A polícia é mesmo sacana, pensava o mais jovem e mais afobado.

Os seis homens ajoelhados em frente ao batalhão do capitão Mariano estavam apavorados. Inclusive seu líder, Peninha, sujeito truculento e mal-educado, conhecido pelas agruras que fazia com um canivete no rosto de seus adversários. Conhecia a fama do capitão Mariano e seus homens, e sabia que, seja lá o que eles fossem fazer, seria horrível, lento e doloroso.

Estavam todos calados, num silêncio que parecia cada vez mais saboroso para os policiais e amargo para os seis, ali, indefesos e desarmados.

— Vocês sabem que eu odeio traficantes, não sabem? — perguntou Mariano sem alterar seu característico tom de voz grave.

Silêncio.

— Sabem ou não sabem que eu odeio traficantes? — sua passividade tornava a situação cada vez mais tensa e torturante.

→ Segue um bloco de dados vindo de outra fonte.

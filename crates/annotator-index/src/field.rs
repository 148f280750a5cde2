//! Field declaration groups and field initialization facts.

use std::collections::{BTreeSet, HashMap};
use std::path::{Path, PathBuf};

use annotator_core::{strip_file_scheme, Location};
use annotator_syntax::java;

use crate::store::for_each_row;
use crate::{IndexError, Result};

#[derive(Debug, Clone, Default)]
struct ClassFields {
    path: PathBuf,
    /// Declaration statements declaring more than one variable.
    groups: Vec<BTreeSet<String>>,
}

/// Which fields of a class share one declaration statement.
///
/// Built from `class_info.tsv` (`class \t path`) by parsing each referenced
/// source file once.
#[derive(Debug, Clone, Default)]
pub struct FieldDeclarationStore {
    classes: HashMap<String, ClassFields>,
}

impl FieldDeclarationStore {
    pub fn load(class_info_files: &[PathBuf]) -> Result<Self> {
        let mut rows: Vec<(String, PathBuf)> = Vec::new();
        for file in class_info_files {
            for_each_row(file, |line, row| {
                if row.len() != 2 {
                    return Err(IndexError::Malformed {
                        path: file.clone(),
                        line,
                        message: format!("expected 2 columns for class info, found {}", row.len()),
                    });
                }
                rows.push((row[0].to_string(), PathBuf::from(strip_file_scheme(row[1]))));
                Ok(())
            })?;
        }

        let mut parsed: HashMap<PathBuf, Option<java::ast::CompilationUnit>> = HashMap::new();
        let mut store = Self::default();
        for (class, path) in rows {
            let unit = parsed.entry(path.clone()).or_insert_with(|| match std::fs::read_to_string(&path) {
                Ok(text) => Some(java::parse(&text).into_compilation_unit()),
                Err(err) => {
                    tracing::warn!(path = %path.display(), error = %err, "skipping class info for unreadable source file");
                    None
                }
            });
            let Some(unit) = unit else {
                continue;
            };
            let Some(decl) = unit.find_type(&class) else {
                tracing::warn!(class = %class, path = %path.display(), "class not found in its source file");
                continue;
            };
            let groups = decl
                .fields()
                .filter(|field| field.declarators.len() > 1)
                .map(|field| field.names().map(str::to_string).collect())
                .collect();
            store.classes.insert(class, ClassFields { path, groups });
        }
        Ok(store)
    }

    /// Registers a class directly, bypassing `class_info.tsv`.
    pub fn insert_class<I>(&mut self, class: impl Into<String>, path: impl Into<PathBuf>, groups: I)
    where
        I: IntoIterator<Item = BTreeSet<String>>,
    {
        self.classes.insert(
            class.into(),
            ClassFields {
                path: path.into(),
                groups: groups.into_iter().collect(),
            },
        );
    }

    /// `fields` plus every field declared in the same statement as any of
    /// them.
    pub fn group_of(&self, class: &str, fields: &BTreeSet<String>) -> BTreeSet<String> {
        let mut group = fields.clone();
        if let Some(info) = self.classes.get(class) {
            for declared in info.groups.iter().filter(|declared| !declared.is_disjoint(fields)) {
                group.extend(declared.iter().cloned());
            }
        }
        group
    }

    /// A single-variable field location for `class#field`, if the class's
    /// source file is known.
    pub fn location_on_field(&self, class: &str, field: &str) -> Option<Location> {
        let info = self.classes.get(class)?;
        Some(Location::field(class, info.path.clone(), [field]))
    }

    pub fn path_of(&self, class: &str) -> Option<&Path> {
        self.classes.get(class).map(|info| info.path.as_path())
    }
}

/// `field_init.tsv`: which methods initialize which fields.
#[derive(Debug, Clone, Default)]
pub struct FieldInitStore {
    by_class: HashMap<String, Vec<(Location, String)>>,
}

impl FieldInitStore {
    pub fn load(files: &[PathBuf]) -> Result<Self> {
        let mut store = Self::default();
        for file in files {
            for_each_row(file, |line, row| {
                let malformed = |message: String| IndexError::Malformed {
                    path: file.clone(),
                    line,
                    message,
                };
                let location = Location::from_columns(row).map_err(|err| malformed(err.to_string()))?;
                let Some(location @ Location::Method { .. }) = location else {
                    return Err(malformed("field initialization rows must target a method".into()));
                };
                if !location.path().exists() {
                    tracing::warn!(path = %location.path().display(), "dropping initializer in missing source file");
                    return Ok(());
                }
                let field = row[3].to_string();
                store
                    .by_class
                    .entry(location.class().to_string())
                    .or_default()
                    .push((location, field));
                Ok(())
            })?;
        }
        Ok(store)
    }

    /// The method of `class` initializing the largest number of `fields`.
    /// Ties go to the method seen first.
    pub fn find_initializer(&self, class: &str, fields: &BTreeSet<String>) -> Option<Location> {
        let entries = self.by_class.get(class)?;
        let mut order: Vec<&Location> = Vec::new();
        let mut counts: HashMap<&Location, usize> = HashMap::new();
        for (method, field) in entries {
            if !fields.contains(field) {
                continue;
            }
            let count = counts.entry(method).or_insert(0);
            if *count == 0 {
                order.push(method);
            }
            *count += 1;
        }
        let mut best: Option<(&Location, usize)> = None;
        for method in order {
            let count = counts[method];
            if best.map_or(true, |(_, best_count)| count > best_count) {
                best = Some((method, count));
            }
        }
        best.map(|(method, _)| method.clone())
    }
}

#[cfg(test)]
mod tests {
    use super::*;
    use pretty_assertions::assert_eq;

    fn set(items: &[&str]) -> BTreeSet<String> {
        items.iter().map(|s| s.to_string()).collect()
    }

    #[test]
    fn groups_fields_declared_together() {
        let dir = tempfile::tempdir().unwrap();
        let source = dir.path().join("C.java");
        std::fs::write(&source, "package p;\nclass C {\n  Object a, b;\n  Object c;\n}\n").unwrap();
        let info = dir.path().join("class_info.tsv");
        std::fs::write(
            &info,
            format!("class\tpath\np.C\tfile:{}\np.Gone\t/nowhere/Gone.java\n", source.display()),
        )
        .unwrap();

        let store = FieldDeclarationStore::load(&[info]).unwrap();
        assert_eq!(store.group_of("p.C", &set(&["a"])), set(&["a", "b"]));
        assert_eq!(store.group_of("p.C", &set(&["c"])), set(&["c"]));
        assert_eq!(store.group_of("p.C", &set(&["b", "c"])), set(&["a", "b", "c"]));
        assert_eq!(store.path_of("p.C"), Some(source.as_path()));
        assert!(store.path_of("p.Gone").is_none());
        assert_eq!(
            store.location_on_field("p.C", "c"),
            Some(Location::field("p.C", source.clone(), ["c"]))
        );
    }

    #[test]
    fn group_spans_every_statement_it_touches() {
        let mut store = FieldDeclarationStore::default();
        store.insert_class("p.C", "/C.java", [set(&["a", "b"]), set(&["c", "d"]), set(&["e", "f"])]);

        assert_eq!(store.group_of("p.C", &set(&["a", "c"])), set(&["a", "b", "c", "d"]));
        assert_eq!(store.group_of("p.C", &set(&["b", "z"])), set(&["a", "b", "z"]));
        assert_eq!(store.group_of("p.Other", &set(&["a"])), set(&["a"]));
    }

    #[test]
    fn picks_initializer_covering_most_fields() {
        let dir = tempfile::tempdir().unwrap();
        let source = dir.path().join("C.java");
        std::fs::write(&source, "class C {}").unwrap();
        let path = source.display().to_string();
        let init = dir.path().join("field_init.tsv");
        std::fs::write(
            &init,
            format!(
                "header\nMETHOD\tp.C\tsetUp()\tx\t0\t{path}\nMETHOD\tp.C\tinit()\tx\t0\t{path}\nMETHOD\tp.C\tinit()\ty\t0\t{path}\n"
            ),
        )
        .unwrap();

        let store = FieldInitStore::load(&[init]).unwrap();
        let best = store.find_initializer("p.C", &set(&["x", "y"])).unwrap();
        assert_eq!(best.method_signature(), Some("init()"));
        let tie = store.find_initializer("p.C", &set(&["x"])).unwrap();
        assert_eq!(tie.method_signature(), Some("setUp()"));
        assert!(store.find_initializer("p.C", &set(&["z"])).is_none());
    }
}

Resolveram menear a cabeça afirmativamente, sem alternativas.

O capitão riu.

— Então, por que — e sua entonação foi crescendo, vagarosamente — vocês resolveram fazer justamente aquilo que eu mais odeio? Hã?

Peninha lembrou-se da história que corria à boca pequena, de que capitão Mariano havia perdido uma filha para um traficante boa-pinta, e a infeliz acabou alvejada e morta por um policial, durante uma invasão no morro.

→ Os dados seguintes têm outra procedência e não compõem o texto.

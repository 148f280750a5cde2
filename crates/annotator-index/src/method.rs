//! Method metadata and override resolution.

use std::collections::{BTreeSet, HashMap};
use std::path::PathBuf;

use annotator_core::{strip_file_scheme, Location};

use crate::store::{coarse_hash, for_each_row};
use crate::{IndexError, Result};

/// Parent id of methods that override nothing.
pub const TOP_ID: i64 = -1;

#[derive(Debug, Clone, Copy, PartialEq, Eq, Hash)]
pub enum Visibility {
    Public,
    Protected,
    Package,
    Private,
}

impl Visibility {
    fn parse(raw: &str) -> std::result::Result<Self, String> {
        match raw {
            "public" => Ok(Visibility::Public),
            "protected" => Ok(Visibility::Protected),
            "package" | "" => Ok(Visibility::Package),
            "private" => Ok(Visibility::Private),
            other => Err(format!("unknown visibility `{other}`")),
        }
    }
}

#[derive(Debug, Clone, PartialEq, Eq)]
pub struct MethodRecord {
    pub id: i64,
    pub class: String,
    pub signature: String,
    pub parent: i64,
    /// Whether each parameter already carries a nullable annotation.
    pub annotation_flags: Vec<bool>,
    pub is_nullable: bool,
    pub visibility: Visibility,
    pub has_non_primitive_return: bool,
    pub path: Option<PathBuf>,
    pub declared_in_module: bool,
    pub children: BTreeSet<i64>,
}

impl MethodRecord {
    pub const COLUMNS: usize = 10;

    fn from_row(row: &[&str], declared_in_module: bool) -> std::result::Result<Self, String> {
        if row.len() != Self::COLUMNS {
            return Err(format!(
                "expected {} columns for method info, found {}",
                Self::COLUMNS,
                row.len()
            ));
        }
        let int = |raw: &str| raw.trim().parse::<i64>().map_err(|_| format!("invalid integer `{raw}`"));
        let boolean = |raw: &str| match raw.trim() {
            "true" => Ok(true),
            "false" => Ok(false),
            other => Err(format!("invalid boolean `{other}`")),
        };

        let size = int(row[4])?;
        let flags = parse_flags(row[5])?;
        if flags.len() as i64 != size {
            return Err(format!("method declares {size} parameters but has {} flags", flags.len()));
        }
        let path = match row[9].trim() {
            "" | "null" => None,
            raw => Some(PathBuf::from(strip_file_scheme(raw))),
        };

        Ok(Self {
            id: int(row[0])?,
            class: row[1].to_string(),
            signature: row[2].to_string(),
            parent: int(row[3])?,
            annotation_flags: flags,
            is_nullable: boolean(row[6])?,
            visibility: Visibility::parse(row[7].trim())?,
            has_non_primitive_return: boolean(row[8])?,
            path,
            declared_in_module,
            children: BTreeSet::new(),
        })
    }

    pub fn location(&self) -> Option<Location> {
        self.path
            .as_ref()
            .map(|path| Location::method(self.class.clone(), path.clone(), self.signature.clone()))
    }

    pub fn is_public(&self) -> bool {
        self.visibility == Visibility::Public
    }

    /// Whether parameter `index` is already annotated. Out-of-range indices
    /// count as not annotated.
    pub fn is_parameter_annotated(&self, index: usize) -> bool {
        self.annotation_flags.get(index).copied().unwrap_or(false)
    }
}

/// `[true,false]` -> `vec![true, false]`.
fn parse_flags(raw: &str) -> std::result::Result<Vec<bool>, String> {
    let inner = raw
        .trim()
        .strip_prefix('[')
        .and_then(|rest| rest.strip_suffix(']'))
        .ok_or_else(|| format!("invalid annotation flags `{raw}`"))?;
    inner
        .split(',')
        .map(str::trim)
        .filter(|flag| !flag.is_empty())
        .map(|flag| match flag {
            "true" => Ok(true),
            "false" => Ok(false),
            other => Err(format!("invalid annotation flag `{other}`")),
        })
        .collect()
}

/// Read-only view of the override hierarchy used while expanding fix trees.
pub trait MethodHierarchy {
    fn find(&self, class: &str, signature: &str) -> Option<&MethodRecord>;

    /// The method `class#signature` directly overrides, or `None` if it
    /// overrides nothing (its parent is the top sentinel) or is unknown.
    fn closest_super_method(&self, class: &str, signature: &str) -> Option<&MethodRecord>;

    /// Methods directly overriding `class#signature`.
    fn sub_methods(&self, class: &str, signature: &str) -> Vec<&MethodRecord>;

    /// Whether `location` belongs to the module being annotated.
    fn declared_in_module(&self, location: &Location) -> bool;
}

/// Analyzer ids are only unique within one `method_info.tsv`, so records are
/// keyed by the index of the file they came from as well.
type MethodKey = (usize, i64);

#[derive(Debug, Clone, Default)]
pub struct MethodRegistry {
    nodes: HashMap<MethodKey, MethodRecord>,
    by_class: HashMap<u64, Vec<MethodKey>>,
}

impl MethodRegistry {
    /// Loads `method_info.tsv` files. Records from `module_files` are marked
    /// as declared in the target module; `dependency_files` describe other
    /// modules (downstream consumers).
    pub fn load(module_files: &[PathBuf], dependency_files: &[PathBuf]) -> Result<Self> {
        let mut registry = Self::default();
        let sources = module_files
            .iter()
            .map(|file| (file, true))
            .chain(dependency_files.iter().map(|file| (file, false)));
        for (source, (file, in_module)) in sources.enumerate() {
            for_each_row(file, |line, row| {
                let record = MethodRecord::from_row(row, in_module).map_err(|message| IndexError::Malformed {
                    path: file.clone(),
                    line,
                    message,
                })?;
                registry.insert(source, record);
                Ok(())
            })?;
        }
        registry.link_children();
        tracing::debug!(methods = registry.nodes.len(), "loaded method registry");
        Ok(registry)
    }

    /// Builds a registry from records sharing one id space.
    pub fn from_records(records: impl IntoIterator<Item = MethodRecord>) -> Self {
        let mut registry = Self::default();
        for record in records {
            registry.insert(0, record);
        }
        registry.link_children();
        registry
    }

    fn insert(&mut self, source: usize, record: MethodRecord) {
        let key = (source, record.id);
        if let Some(previous) = self.nodes.get(&key) {
            tracing::warn!(
                id = record.id,
                kept = %format!("{}#{}", record.class, record.signature),
                replaced = %format!("{}#{}", previous.class, previous.signature),
                "duplicate method id in one method info file"
            );
        } else {
            self.by_class
                .entry(coarse_hash(&record.class, None))
                .or_default()
                .push(key);
        }
        self.nodes.insert(key, record);
    }

    fn link_children(&mut self) {
        let edges: Vec<(MethodKey, i64)> = self
            .nodes
            .iter()
            .filter(|(_, record)| record.parent != TOP_ID)
            .map(|(&(source, _), record)| ((source, record.parent), record.id))
            .collect();
        for (parent, child) in edges {
            if let Some(parent) = self.nodes.get_mut(&parent) {
                parent.children.insert(child);
            }
        }
    }

    fn find_keyed(&self, class: &str, signature: &str) -> Option<(MethodKey, &MethodRecord)> {
        self.keys_of_class(class)
            .find(|(_, record)| record.signature == signature)
    }

    fn keys_of_class<'a: 'c, 'c>(&'a self, class: &'c str) -> impl Iterator<Item = (MethodKey, &'a MethodRecord)> + 'c {
        self.by_class
            .get(&coarse_hash(class, None))
            .into_iter()
            .flatten()
            .filter_map(|key| self.nodes.get(key).map(|record| (*key, record)))
            .filter(move |(_, record)| record.class == class)
    }

    pub fn methods_of_class(&self, class: &str) -> Vec<&MethodRecord> {
        self.keys_of_class(class).map(|(_, record)| record).collect()
    }

    pub fn iter(&self) -> impl Iterator<Item = &MethodRecord> {
        self.nodes.values()
    }

    pub fn len(&self) -> usize {
        self.nodes.len()
    }

    pub fn is_empty(&self) -> bool {
        self.nodes.is_empty()
    }

    /// Public methods of the target module with a non-primitive return type.
    pub fn public_methods_with_non_primitive_return(&self) -> impl Iterator<Item = &MethodRecord> {
        self.nodes
            .values()
            .filter(|record| record.declared_in_module && record.is_public() && record.has_non_primitive_return)
    }
}

impl MethodHierarchy for MethodRegistry {
    fn find(&self, class: &str, signature: &str) -> Option<&MethodRecord> {
        self.find_keyed(class, signature).map(|(_, record)| record)
    }

    fn closest_super_method(&self, class: &str, signature: &str) -> Option<&MethodRecord> {
        let ((source, _), record) = self.find_keyed(class, signature)?;
        if record.parent == TOP_ID {
            return None;
        }
        self.nodes.get(&(source, record.parent))
    }

    fn sub_methods(&self, class: &str, signature: &str) -> Vec<&MethodRecord> {
        match self.find_keyed(class, signature) {
            Some(((source, _), record)) => record
                .children
                .iter()
                .filter_map(|id| self.nodes.get(&(source, *id)))
                .collect(),
            None => Vec::new(),
        }
    }

    fn declared_in_module(&self, location: &Location) -> bool {
        match location.method_signature() {
            Some(signature) => self
                .find(location.class(), signature)
                .is_some_and(|record| record.declared_in_module),
            None => self
                .methods_of_class(location.class())
                .into_iter()
                .any(|record| record.declared_in_module),
        }
    }
}

#[cfg(test)]
mod tests {
    use super::*;
    use pretty_assertions::assert_eq;

    const METHOD_INFO: &str = "id\tclass\tmethod\tparent\tsize\tflags\tnullable\tvisibility\tnon_primitive\tpath
0\ta.B\tm(java.lang.Object,java.lang.Object)\t-1\t2\t[false,false]\tfalse\tpublic\ttrue\tfile:/src/B.java
1\ta.D\tm(java.lang.Object,java.lang.Object)\t0\t2\t[false,true]\tfalse\tpublic\ttrue\t/src/D.java
2\ta.E\tm(java.lang.Object,java.lang.Object)\t1\t2\t[false,false]\ttrue\tprivate\tfalse\t/src/E.java
";

    fn registry() -> MethodRegistry {
        let dir = tempfile::tempdir().unwrap();
        let file = dir.path().join("method_info.tsv");
        std::fs::write(&file, METHOD_INFO).unwrap();
        MethodRegistry::load(&[file], &[]).unwrap()
    }

    #[test]
    fn resolves_closest_super_and_sub_methods() {
        let registry = registry();
        let sig = "m(java.lang.Object,java.lang.Object)";

        assert!(registry.closest_super_method("a.B", sig).is_none());
        assert_eq!(registry.closest_super_method("a.D", sig).map(|m| m.id), Some(0));

        let subs: Vec<i64> = registry.sub_methods("a.B", sig).iter().map(|m| m.id).collect();
        assert_eq!(subs, vec![1]);
        assert!(registry.sub_methods("a.E", sig).is_empty());
    }

    #[test]
    fn parses_flags_and_paths() {
        let registry = registry();
        let sig = "m(java.lang.Object,java.lang.Object)";
        let d = registry.find("a.D", sig).unwrap();
        assert_eq!(d.annotation_flags, vec![false, true]);
        assert!(d.is_parameter_annotated(1));
        assert!(!d.is_parameter_annotated(7));
        assert_eq!(registry.find("a.B", sig).unwrap().path, Some(PathBuf::from("/src/B.java")));
    }

    #[test]
    fn ids_are_scoped_to_their_file() {
        let dir = tempfile::tempdir().unwrap();
        let module = dir.path().join("module.tsv");
        std::fs::write(&module, METHOD_INFO).unwrap();
        // The downstream file reuses ids 0 and 1 for unrelated methods.
        let downstream = dir.path().join("downstream.tsv");
        std::fs::write(
            &downstream,
            "header\n0\tapp.Base\trun()\t-1\t0\t[]\tfalse\tpublic\tfalse\t/app/Base.java\n1\tapp.Main\trun()\t0\t0\t[]\tfalse\tpublic\tfalse\t/app/Main.java\n",
        )
        .unwrap();

        let registry = MethodRegistry::load(&[module], &[downstream]).unwrap();
        let sig = "m(java.lang.Object,java.lang.Object)";
        assert_eq!(registry.len(), 5);
        assert!(registry.find("a.B", sig).is_some_and(|m| m.declared_in_module));
        assert!(registry.find("app.Main", "run()").is_some_and(|m| !m.declared_in_module));

        assert_eq!(registry.closest_super_method("a.D", sig).map(|m| m.class.as_str()), Some("a.B"));
        assert_eq!(
            registry.closest_super_method("app.Main", "run()").map(|m| m.class.as_str()),
            Some("app.Base")
        );
        let subs: Vec<&str> = registry.sub_methods("a.B", sig).iter().map(|m| m.class.as_str()).collect();
        assert_eq!(subs, vec!["a.D"]);
        let subs: Vec<&str> = registry.sub_methods("app.Base", "run()").iter().map(|m| m.class.as_str()).collect();
        assert_eq!(subs, vec!["app.Main"]);
    }

    #[test]
    fn seeds_only_public_non_primitive_methods() {
        let registry = registry();
        let mut ids: Vec<i64> = registry.public_methods_with_non_primitive_return().map(|m| m.id).collect();
        ids.sort();
        assert_eq!(ids, vec![0, 1]);
    }

    #[test]
    fn dependency_records_are_not_in_module() {
        let dir = tempfile::tempdir().unwrap();
        let file = dir.path().join("method_info.tsv");
        std::fs::write(&file, METHOD_INFO).unwrap();
        let registry = MethodRegistry::load(&[], &[file]).unwrap();
        let loc = Location::method("a.B", "/src/B.java", "m(java.lang.Object,java.lang.Object)");
        assert!(!registry.declared_in_module(&loc));
    }

    #[test]
    fn flag_count_must_match_size() {
        let dir = tempfile::tempdir().unwrap();
        let file = dir.path().join("method_info.tsv");
        std::fs::write(&file, "header\n0\ta.B\tm()\t-1\t1\t[]\tfalse\tpublic\ttrue\t/B.java\n").unwrap();
        assert!(matches!(
            MethodRegistry::load(&[file], &[]),
            Err(IndexError::Malformed { line: 2, .. })
        ));
    }
}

— Toda a vez que Mariano mata ou mutila, faz como se matasse e mutilasse o assassino de sua filha.

Era o que diziam.

Estremeceu pensando nisso.

— Vocês devem estar se perguntando — continuou o robusto capitão, retomando o tom característico — por que razão eu ainda não arranquei os olhos de vocês. Por que estão aqui há mais de duas horas e até agora não sofreram nenhum arranhão.

Ele acendeu um charuto.

Nenhum dos policiais estava fardado.

— É porque não quero gastar meu tempo nem sujar minhas mãos com pulhas como vocês — pigarreou e prosseguiu — Peninha, levante-se!

O temerário traficante e dono do morro e assassino e grande valente levantou-se, parecendo um menininho assustado.

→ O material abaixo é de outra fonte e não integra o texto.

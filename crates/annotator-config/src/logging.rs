use std::path::PathBuf;
use std::sync::{Mutex, Once};

use schemars::JsonSchema;
use serde::{Deserialize, Serialize};
use tracing_subscriber::fmt::writer::{BoxMakeWriter, MakeWriterExt};
use tracing_subscriber::layer::SubscriberExt;
use tracing_subscriber::util::SubscriberInitExt;

#[derive(Debug, Clone, PartialEq, Eq, Serialize, Deserialize, JsonSchema)]
#[schemars(deny_unknown_fields)]
pub struct LoggingConfig {
    /// A simple level (`info`, `debug`, ...) or a full `EnvFilter` directive
    /// string.
    #[serde(default = "LoggingConfig::default_level")]
    pub level: String,

    /// Emit logs as JSON lines.
    #[serde(default)]
    pub json: bool,

    /// Write logs to stderr.
    #[serde(default = "LoggingConfig::default_stderr")]
    pub stderr: bool,

    /// Append logs to this file as well. If the file cannot be opened, file
    /// logging is disabled while other sinks remain active.
    #[serde(default)]
    #[schemars(with = "Option<String>")]
    pub file: Option<PathBuf>,
}

impl LoggingConfig {
    fn default_level() -> String {
        "info".to_owned()
    }

    fn default_stderr() -> bool {
        true
    }

    pub(crate) fn normalize_level_directives(input: &str) -> String {
        let trimmed = input.trim();
        if trimmed.is_empty() {
            return Self::default_level();
        }

        match trimmed.to_ascii_lowercase().as_str() {
            "trace" => "trace".to_owned(),
            "debug" => "debug".to_owned(),
            "info" => "info".to_owned(),
            "warn" | "warning" => "warn".to_owned(),
            "error" => "error".to_owned(),
            _ => trimmed.to_owned(),
        }
    }

    fn config_env_filter(&self) -> tracing_subscriber::EnvFilter {
        let directives = Self::normalize_level_directives(&self.level);
        tracing_subscriber::EnvFilter::try_new(directives).unwrap_or_else(|_| {
            tracing_subscriber::EnvFilter::default().add_directive(tracing_subscriber::filter::LevelFilter::INFO.into())
        })
    }

    /// The effective filter: the configured level merged with `RUST_LOG`
    /// when it is set.
    pub fn env_filter(&self) -> tracing_subscriber::EnvFilter {
        let env_directives = std::env::var("RUST_LOG")
            .ok()
            .map(|value| value.trim().to_owned())
            .filter(|value| !value.is_empty());

        let config_directives = Self::normalize_level_directives(&self.level);

        match env_directives {
            Some(env_directives) => {
                let combined = format!("{config_directives},{env_directives}");
                tracing_subscriber::EnvFilter::try_new(combined)
                    .or_else(|_| tracing_subscriber::EnvFilter::try_new(env_directives))
                    .unwrap_or_else(|_| self.config_env_filter())
            }
            None => self.config_env_filter(),
        }
    }

    fn make_writer(&self) -> BoxMakeWriter {
        let file = self
            .file
            .as_ref()
            .and_then(|path| std::fs::OpenOptions::new().create(true).append(true).open(path).ok())
            .map(Mutex::new);
        match (self.stderr, file) {
            (true, Some(file)) => BoxMakeWriter::new(std::io::stderr.and(file)),
            (true, None) => BoxMakeWriter::new(std::io::stderr),
            (false, Some(file)) => BoxMakeWriter::new(file),
            (false, None) => BoxMakeWriter::new(std::io::sink),
        }
    }
}

impl Default for LoggingConfig {
    fn default() -> Self {
        Self {
            level: Self::default_level(),
            json: false,
            stderr: Self::default_stderr(),
            file: None,
        }
    }
}

static TRACING_INIT: Once = Once::new();

/// Installs the global `tracing` subscriber.
///
/// Safe to call multiple times; only the first call has an effect.
pub fn init_tracing(config: &LoggingConfig) {
    TRACING_INIT.call_once(|| {
        let filter = config.env_filter();
        let writer = config.make_writer();
        let registry = tracing_subscriber::registry().with(filter);
        let installed = if config.json {
            registry
                .with(tracing_subscriber::fmt::layer().json().with_writer(writer).with_ansi(false))
                .try_init()
        } else {
            registry
                .with(tracing_subscriber::fmt::layer().with_writer(writer).with_ansi(false))
                .try_init()
        };
        // Another subscriber (for example a test harness) may already own
        // the global slot.
        let _ = installed;
    });
}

O capitão gracejou e todos os policiais o imitaram.

— Está com medo, bambambã?

Pediu que Peninha ficasse parado em frente à parede branca, encarando no rosto seus companheiros de crime.

Alessandro, o mais jovem e mais afobado, começou a chorar baixinho, já temendo o pior.

— Este maldito que vocês obedecem cegamente — continuou o capitão, se dirigindo agora aos cinco homens que permaneciam ajoelhados — é um assassino maldito que nunca deveria ter saído do saco escrotal de seu pai. Vagabundo, covarde, ladrão. Faltam-me insultos para ilustrar o que este verme representa para nossa sociedade. Por isso, darei uma última chance a vocês, que sempre serviram a este bosta, de se redimir perante Deus e perante os cidadãos, que já estão enjoados de cretinos como vocês.

Dois policiais se aproximaram trazendo cinco pistolas.

Os cinco ajoelhados e Peninha, em pé, até esqueceram do pânico para ficarem curiosos.

Ninguém estava entendendo nada.

— Vou dar uma destas armas para cada um de vocês. Todas estão carregadas com balas de festim, exceto uma. Eu quero que vocês apontem a arma para a cabeça de seu líder, e atirem.

— Ora, Mariano, deixe de ser ridículo — atreveu-se a responder Peninha, que já sabia que não havia saída — dê logo um tiro na nossa cabeça e vamos acabar com este circo. Por que essa besteirada de festim?

O capitão pareceu feliz com a indagação. Estava morrendo de vontade de levar seu espetáculo até o fim.

— Porque só você vai morrer, Peninha — falou, triunfante — Seus homens eu libertarei, logo em seguida. Até porque estes infelizes são todos crias suas, e sem você não passam de nada.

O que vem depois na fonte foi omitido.